What to work on:
The lines from the start of the records through the one containing "tree is walked." are to be restated word for word; please include both ends.

Source material below:

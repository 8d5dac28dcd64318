use tracing::{info, warn};

use crate::{
    adapter::{fs::plan, rsync::CommandRunner},
    config::SyncConfig,
    error::Result,
    progress::TransferObserver,
    remote::{
        transfer::{send_plan, DispatchReport},
        Destination,
    },
};

/// Plan the entries under `config.root`, then hand them to the dispatcher.
///
/// The destination is checked before the tree is walked.
pub async fn run_sync<R: CommandRunner, O: TransferObserver>(
    config: &SyncConfig,
    runner: &R,
    observer: &O,
) -> Result<DispatchReport> {
    let destination = Destination::parse(&config.transfer.destination)?;
    let sync_plan = plan(&config.root, config.depth)?;

    if sync_plan.is_empty() {
        info!(
            "Nothing to sync at depth {} below {}",
            config.depth,
            config.root.display()
        );
    } else {
        info!(
            dirs = sync_plan.dirs.len(),
            files = sync_plan.files.len(),
            "Planned {} entries for {}",
            sync_plan.len(),
            destination
        );
    }

    let report = send_plan(runner, observer, &config.transfer, &sync_plan).await?;

    if config.transfer.dry_run {
        info!("Dry run: previewed {} entries", report.previewed());
    } else if report.exhausted() > 0 {
        warn!(
            "Transferred {} entries, abandoned {}",
            report.transferred(),
            report.exhausted()
        );
    } else {
        info!("Transferred {} entries", report.transferred());
    }

    Ok(report)
}
use std::{fmt::Display, io, path::PathBuf, process::Stdio, time::Duration};

use tokio::process::Command;
use tracing::debug;

/// One fully formed transfer command line.
#[derive(Clone, Debug, PartialEq, Eq)]
pub struct Invocation {
    pub program: String,
    pub options: Vec<String>,
    pub src: PathBuf,
    /// `host:dst`
    pub target: String,
}

impl Invocation {
    pub fn args(&self) -> Vec<String> {
        self.options
            .iter()
            .cloned()
            .chain([self.src.display().to_string(), self.target.clone()])
            .collect()
    }
}

impl Display for Invocation {
    fn fmt(&self, f: &mut std::fmt::Formatter<'_>) -> std::fmt::Result {
        write!(f, "{}", self.program)?;
        for arg in self.args() {
            write!(f, " {arg}")?;
        }
        Ok(())
    }
}

#[derive(Debug, Clone, PartialEq, Eq)]
pub struct TransferStatus {
    /// `None` when the process was terminated by a signal
    pub exit_code: Option<i32>,
    pub stderr: String,
}

impl TransferStatus {
    pub fn exited(exit_code: i32) -> Self {
        Self {
            exit_code: Some(exit_code),
            stderr: String::new(),
        }
    }

    pub fn success(&self) -> bool {
        self.exit_code == Some(0)
    }
}

/// Runs a transfer command and reports how it ended.
///
/// `Err` means the command could not be run at all (missing binary, timeout);
/// the dispatcher treats it like any other failed attempt.
#[allow(async_fn_in_trait)]
pub trait CommandRunner {
    async fn run(&self, invocation: &Invocation) -> io::Result<TransferStatus>;
}

/// Spawns the real transfer program.
#[derive(Debug, Clone, Default)]
pub struct RsyncRunner {
    timeout: Option<Duration>,
}

impl RsyncRunner {
    pub fn new(timeout: Option<Duration>) -> Self {
        Self { timeout }
    }
}

impl CommandRunner for RsyncRunner {
    async fn run(&self, invocation: &Invocation) -> io::Result<TransferStatus> {
        let child = Command::new(&invocation.program)
            .args(invocation.args())
            .stdin(Stdio::null())
            .stdout(Stdio::piped())
            .stderr(Stdio::piped())
            .kill_on_drop(true)
            .spawn()
            .map_err(|err| {
                io::Error::new(
                    err.kind(),
                    format!("failed to launch '{}': {err}", invocation.program),
                )
            })?;

        let output = match self.timeout {
            Some(timeout) => tokio::time::timeout(timeout, child.wait_with_output())
                .await
                .map_err(|_| {
                    io::Error::new(
                        io::ErrorKind::TimedOut,
                        format!("'{}' did not finish within {:?}", invocation.program, timeout),
                    )
                })??,
            None => child.wait_with_output().await?,
        };

        let status = TransferStatus {
            exit_code: output.status.code(),
            stderr: String::from_utf8_lossy(&output.stderr).into_owned(),
        };

        if !status.success() {
            debug!(
                exit_code = ?status.exit_code,
                stderr = status.stderr.lines().last().unwrap_or(""),
                "{} failed",
                invocation
            );
        }

        Ok(status)
    }
}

End of Source material.

Task solution:
repository 8d5dac28dcd64318
use tracing::{info, warn};

use crate::{
    adapter::{fs::plan, rsync::CommandRunner},
    config::SyncConfig,
    error::Result,
    progress::TransferObserver,
    remote::{
        transfer::{send_plan, DispatchReport},
        Destination,
    },
};

/// Plan the entries under `config.root`, then hand them to the dispatcher.
///
/// The destination is checked before the tree is walked.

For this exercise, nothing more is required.